Primo spazioporto italiano nascerà in Puglia per droni e voli spaziali. Il primo nel 2020

Si apre così anche per l'Italia la prospettiva di recitare un ruolo da protagonista di un settore con un volume di affari stimato in miliardi di dollari.

Primo spazioporto italiano nascerà in Pu

Primo spazioporto italiano in Puglia


È la Puglia a balzare agli onori delle cronache per ospitare il primo aeroporto italiano per il turismo nello spazio. Da qui a due anni aprirà la base nella zona di Taranto-Grottaglie e da qui partiranno i voli orbitali della società Virgin Galactic di proprietà del miliardario Richard Branson. Dal punto di vista burocratico, il Ministero delle Infrastrutture e dei Trasporti ha affidato all'Enac, Ente per l'aviazione civile, i lavori per la costruzione del primo aeroporto spaziale italiano. Si tratta comunque solo di un tassello di un percorso più lungo, considerando che manca una legge che regolamenti lo spazio aereo oltre la quota ordinaria dei voli di linea. A proposito, ma i costi? Il prezzo del biglietto per la navicella spaziale Virgin Galactic può arrivare a 250.000 dollari ovvero circa 200.000 euro.
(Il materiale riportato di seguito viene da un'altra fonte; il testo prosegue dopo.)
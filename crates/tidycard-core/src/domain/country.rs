use crate::domain::record::ContactRecord;
use crate::dto::CountryCount;
use std::collections::HashMap;

// Ordered longest prefix first so "+593" wins over a shorter match.
const COUNTRY_PREFIXES: [(&str, &str); 15] = [
    ("593", "Ecuador"),
    ("598", "Uruguay"),
    ("507", "Panama"),
    ("506", "Costa Rica"),
    ("503", "El Salvador"),
    ("57", "Colombia"),
    ("52", "Mexico"),
    ("54", "Argentina"),
    ("34", "Spain"),
    ("44", "United Kingdom"),
    ("55", "Brazil"),
    ("51", "Peru"),
    ("56", "Chile"),
    ("58", "Venezuela"),
    ("1", "USA/Canada"),
];

/// Country label for an international number. Numbers written without a
/// leading `+` carry no reliable calling code and are not classified.
pub fn country_for_phone(phone: &str) -> Option<String> {
    let digits = phone.trim().strip_prefix('+')?;
    if !digits.starts_with(|ch: char| ch.is_ascii_digit()) {
        return None;
    }

    for (prefix, country) in COUNTRY_PREFIXES {
        if digits.starts_with(prefix) {
            return Some(country.to_string());
        }
    }

    let code: String = digits
        .chars()
        .take_while(|ch| ch.is_ascii_digit())
        .take(2)
        .collect();
    Some(format!("Code +{code}"))
}

/// Counts records per country, largest first, ties by name. Percentages are
/// relative to the whole batch, classified or not.
pub fn country_breakdown(records: &[ContactRecord], limit: usize) -> Vec<CountryCount> {
    let mut counts: HashMap<String, usize> = HashMap::new();
    for record in records {
        if let Some(country) = country_for_phone(&record.phone) {
            *counts.entry(country).or_default() += 1;
        }
    }

    let total = records.len();
    let mut rows: Vec<CountryCount> = counts
        .into_iter()
        .map(|(country, count)| CountryCount {
            country,
            count,
            percent: if total == 0 {
                0.0
            } else {
                count as f64 * 100.0 / total as f64
            },
        })
        .collect();
    rows.sort_by(|a, b| b.count.cmp(&a.count).then_with(|| a.country.cmp(&b.country)));
    rows.truncate(limit);
    rows
}

#[cfg(test)]
mod tests {
    use super::{country_breakdown, country_for_phone};
    use crate::domain::ContactRecord;

    #[test]
    fn longest_prefix_wins() {
        assert_eq!(country_for_phone("+593991234567").as_deref(), Some("Ecuador"));
        assert_eq!(country_for_phone("+573001234567").as_deref(), Some("Colombia"));
        assert_eq!(country_for_phone("+14155551212").as_deref(), Some("USA/Canada"));
    }

    #[test]
    fn unknown_prefix_reports_code() {
        assert_eq!(country_for_phone("+81312345678").as_deref(), Some("Code +81"));
    }

    #[test]
    fn numbers_without_plus_are_not_classified() {
        assert!(country_for_phone("573001234567").is_none());
        assert!(country_for_phone("+").is_none());
    }

    #[test]
    fn breakdown_orders_by_count() {
        let records = vec![
            ContactRecord::new(Some("A"), "+573001", None),
            ContactRecord::new(Some("B"), "+573002", None),
            ContactRecord::new(Some("C"), "+5215512", None),
            ContactRecord::new(Some("D"), "573003", None),
        ];
        let rows = country_breakdown(&records, 10);
        assert_eq!(rows.len(), 2);
        assert_eq!(rows[0].country, "Colombia");
        assert_eq!(rows[0].count, 2);
        assert!((rows[0].percent - 50.0).abs() < f64::EPSILON);
        assert_eq!(rows[1].country, "Mexico");
    }
}
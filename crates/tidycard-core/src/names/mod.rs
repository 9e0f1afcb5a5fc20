//! Name-normalization pipeline.
//!
//! Each raw name flows forward through four stages: prefix stripping,
//! spurious-letter correction, word-boundary splitting, and capitalization.
//! An exact entry in the [`OverrideTable`] short-circuits all of them.

pub mod capitalize;
pub mod lexicon;
mod months;
pub mod overrides;
pub mod pipeline;
pub mod prefix;
pub mod split;
pub mod spurious;

pub use capitalize::{capitalize_words, ConnectorWords};
pub use lexicon::{AllowLexicon, AllowList, StemLexicon, SurnameDictionary};
pub use overrides::{OverrideTable, BUILTIN_OVERRIDES_VERSION};
pub use pipeline::{normalize, NormalizationOutcome, Normalizer, NormalizerBuilder};
pub use prefix::{strip_prefix, Stripped};
pub use split::split_words;
pub use spurious::{strip_spurious_letter, SpuriousLetter};
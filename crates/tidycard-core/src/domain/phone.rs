/// Matching key for a phone number: its digits, without the leading `+` or
/// any formatting. `+57 300-123-4567` and `573001234567` share a key, so a
/// lookup by key covers both the `+`-prefixed and bare forms of a number.
///
/// The record's own `phone` value is never rewritten; only the key is.
pub fn phone_match_key(value: &str) -> Option<String> {
    let trimmed = value.trim();
    if trimmed.is_empty() {
        return None;
    }

    let mut out = String::with_capacity(trimmed.len());
    for ch in trimmed.chars() {
        if ch.is_ascii_digit() {
            out.push(ch);
            continue;
        }

        if matches!(ch, 'x' | 'X' | '#' | ';' | ',') {
            if out.is_empty() {
                return None;
            }
            break;
        }
    }

    if out.is_empty() {
        return None;
    }

    Some(out)
}

#[cfg(test)]
mod tests {
    use super::phone_match_key;

    #[test]
    fn match_key_strips_plus_and_formatting() {
        let value = phone_match_key("  +57 (300) 123-4567  ").unwrap();
        assert_eq!(value, "573001234567");
    }

    #[test]
    fn match_key_is_shared_by_plus_and_bare_forms() {
        assert_eq!(
            phone_match_key("+573001234567"),
            phone_match_key("573001234567")
        );
    }

    #[test]
    fn match_key_ignores_extensions() {
        let value = phone_match_key("415-555-1212 x89").unwrap();
        assert_eq!(value, "4155551212");
    }

    #[test]
    fn match_key_rejects_values_without_digits() {
        assert!(phone_match_key("ext 123").is_none());
        assert!(phone_match_key("x123").is_none());
        assert!(phone_match_key("   ").is_none());
        assert!(phone_match_key("+").is_none());
    }
}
Perché è stata scelta la Puglia

L'area speciale è stata individuata nella zona di Taranto-Grottaglie, in cui sorge l'aeroporto Marcello Arlotta, e sarà l'unica per voli orbitali in Italia. Si tratta evidentemente di una zona in grado di esibire tutti i requisiti necessari ovvero il numero di interventi necessari per rendere operativo il sito, le caratteristiche dello spazio aereo, le condizioni meteo, la sostenibilità ambientale del progetto. Si apre così anche per l'Italia la prospettiva di recitare un ruolo da protagonista di un settore con un volume di affari stimato in miliardi di dollari.

Da parte sua, Virgin aveva annunciato il successo del primo volo supersonico del suo nuovo velivolo spaziale SpaceShipTwo VSS Unity una quota di oltre 14.000 metri. A differenza di altre, la navicella di Virgin Galactic non decolla da terra, ma è lanciata direttamente in quota da un aereo più grande chiamato White Knight Two.

Collaborazione tra Enac, Asi e Altec

Come spiegato dall'amministratore delegato di Altec (Aerospace Logistics Technology Engineering Company, il centro di eccellenza italiano per la fornitura di servizi ingegneristici e logistici a supporto delle operazioni e dell'utilizzazione della Stazione Spaziale Internazionale), Vincenzo Giorgio, la stessa Altec e l'Agenzia spaziale italiana hanno lavorato insieme a Enac per definire i criteri di selezione tra tutti gli aeroporti nazionali, che vanno dalla lunghezza della pista alle aree di interdizione al volo, fino alla presenza di altri aeroporti in vicinanza della fase di atterraggio. Quello pugliese di Grottaglie rientra quindi tra quelli che soddisfano questi criteri per il volo suborbitale e ora è arrivata la decisione di Enac.

L'Ente nazionale per l'aviazione civile e la Federal aviation administration americana sono adesso al lavoro nella definizione delle norme necessarie per il turismo nello spazio, ispirate a quelle in vigore negli Stati Uniti. In ogni caso, i voli suborbitali avverranno tra 15 e 100 chilometri, ma più in generale, lo sviluppo delle tecnologie necessarie per questa attività e la creazione di spazioporti offre opportunità sia dal punto di vista tecnologico-scientifico e sia turistico-commerciale.